Public defenders committed to reform have always talked about two categories of fixes: financial (we obviously need more resources and more manageable caseloads to live up to our obligations to each client) and structural (we need to ensure public defenders are not put in the position where their loyalty to the client is compromised because of the competing need to please judges, funders, or retained clients).  But what we have often overlooked is a third important category: cultural reform.

Most public defenders enter the profession because they desperately want to help the people they serve.  Most quickly learn that the criminal justice system is more interested in processing poor people accused of crimes.  The system can beat the passion out of caring lawyers, and they will often come to question whether they can be the public defenders they know they need to be.  As this toxic “culture” begins to shape the way public defenders are forced to practice, many good lawyers either quit, or lose a little bit of their humanity as they struggle to sustain themselves in an uncaring and dehumanizing system.  There is a gap between the values that are important to the committed public defender and those that drive the system in which they work.

Supporting public defenders in ways that can help them hold onto the fundamental values that make the work so meaningful, and building a community to collectively reawaken the system to those values that have been lost, is the mission of Gideon’s Promise, an organization dedicated to defender-driven reform I founded in 2007.  Since its inception six and a half years ago, we have grown from a group of 16 lawyers and a handful of mentors, to a community of over 250 public defenders. The model includes programming for new defenders, developing leaders, chief defenders, trainers and teachers, and law students preparing to join the struggle.  Collectively we gather regularly to remind ourselves of the values that make this work meaningful, to examine strategies to live up to those values in a system that expects us to do otherwise, and to consider how we can spark a movement to begin to change a system that has lost sight of what equal justice means.

With this background, I read with great interest the opinion piece by David Bornstein from the New York Times called Who Will Heal the Doctors?  It had nothing to do with public defenders, and yet it had everything to do with public defenders.  Its focus is on doctors who come to the profession to serve patients and quickly have to adapt to processing files and the human being behind them.  Dedicated healers responsible for people “’facing something unknown and potentially life altering, [then] being told that [they] have seven minutes to understand their unique issues and strengths in order to find effective ways to help them.’”   Compassionate professionals whose greatest stress comes “’not from a lack of sleep or time….[but] from believing deeply in one set of values and finding that you are trapped into living by another set.’”
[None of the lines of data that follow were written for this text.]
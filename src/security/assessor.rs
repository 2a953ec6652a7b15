//! Permission assessor: maps declared permissions to a 5-level risk
//! classification per category, plus the pointwise maximum overall.

use serde::{Deserialize, Serialize};

use crate::manifest::{IntegrationLevel, NetworkPermission, Permissions};

/// Risk classification, totally ordered safe < low < medium < high < critical.
#[derive(
    Debug, Clone, Copy, PartialEq, Eq, PartialOrd, Ord, Hash, Serialize, Deserialize,
)]
#[serde(rename_all = "lowercase")]
pub enum RiskLevel {
    Safe,
    Low,
    Medium,
    High,
    Critical,
}

impl std::fmt::Display for RiskLevel {
    fn fmt(&self, f: &mut std::fmt::Formatter<'_>) -> std::fmt::Result {
        let s = match self {
            Self::Safe => "safe",
            Self::Low => "low",
            Self::Medium => "medium",
            Self::High => "high",
            Self::Critical => "critical",
        };
        f.write_str(s)
    }
}

#[derive(Debug, Clone, Copy, PartialEq, Eq, Serialize, Deserialize)]
pub struct PermissionAssessment {
    pub network: RiskLevel,
    pub filesystem: RiskLevel,
    pub exec: RiskLevel,
    pub integrations: RiskLevel,
    pub overall: RiskLevel,
}

/// Write targets that make a skill's filesystem grant critical: the
/// filesystem root, the user's home, and system configuration trees.
fn is_critical_write_path(path: &str) -> bool {
    let trimmed = path.trim();
    matches!(trimmed, "/" | "~" | "/etc" | "/usr")
        || trimmed.starts_with("/etc/")
        || trimmed.starts_with("/usr/")
        || trimmed.starts_with("~/")
}

pub fn assess_permissions(permissions: &Permissions) -> PermissionAssessment {
    let network = assess_network(&permissions.network);
    let filesystem = assess_filesystem(permissions);
    let exec = assess_exec(permissions);
    let integrations = assess_integrations(permissions);

    let overall = network.max(filesystem).max(exec).max(integrations);

    PermissionAssessment {
        network,
        filesystem,
        exec,
        integrations,
        overall,
    }
}

fn assess_network(network: &NetworkPermission) -> RiskLevel {
    match network {
        NetworkPermission::None => RiskLevel::Safe,
        NetworkPermission::Allowlist { domains } if domains.len() <= 2 => RiskLevel::Low,
        NetworkPermission::Allowlist { .. } => RiskLevel::Medium,
    }
}

fn assess_filesystem(permissions: &Permissions) -> RiskLevel {
    let fs = &permissions.filesystem;
    if fs.read_paths.is_empty() && fs.write_paths.is_empty() {
        return RiskLevel::Safe;
    }
    if fs.write_paths.is_empty() {
        return RiskLevel::Low;
    }
    if fs.write_paths.iter().any(|p| is_critical_write_path(p)) {
        return RiskLevel::Critical;
    }
    RiskLevel::Medium
}

fn assess_exec(permissions: &Permissions) -> RiskLevel {
    let exec = &permissions.exec;
    if exec.shell {
        return RiskLevel::High;
    }
    if exec.allowed_commands.is_empty() {
        return RiskLevel::Safe;
    }
    if exec.allowed_commands.len() <= 3 {
        RiskLevel::Medium
    } else {
        RiskLevel::High
    }
}

fn assess_integrations(permissions: &Permissions) -> RiskLevel {
    let Some(integrations) = &permissions.integrations else {
        return RiskLevel::Safe;
    };
    if integrations.is_empty() {
        return RiskLevel::Safe;
    }
    let levels: Vec<IntegrationLevel> = integrations.values().copied().collect();
    if levels
        .iter()
        .any(|l| matches!(l, IntegrationLevel::Send | IntegrationLevel::Write))
    {
        return RiskLevel::High;
    }
    if levels.iter().any(|l| matches!(l, IntegrationLevel::Read)) {
        return RiskLevel::Medium;
    }
    RiskLevel::Low
}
If one substituted the words “public defenders” for “doctors,” it could have been a piece about what I believe is the greatest threat to our nation’s public defenders.  And it is so perfectly summed up in the closing paragraph.

Could physicians come together to overthrow the current order — to start a movement to, say, Occupy Medicine? If they did, what would be the unifying cry? Down with health insurers? Tort reform or bust? Or would it begin by expressing the thing that is most precious to them that has been lost: the opportunity to practice medicine in a way that is worthy of their dedication and love. Reclaiming a sense of meaning in medicine could be the first step to rescuing the profession.

The first step in the process is for all of us, collectively, to “reclaim”  a sense of purpose in our work;  a renewed appreciation for the critically important role we play in realizing justice for those with nowhere else to turn and a commitment to that role.  The next step is to motivate a defender-driven movement to transform the current system.  But the latter cannot occur until the former has been accomplished.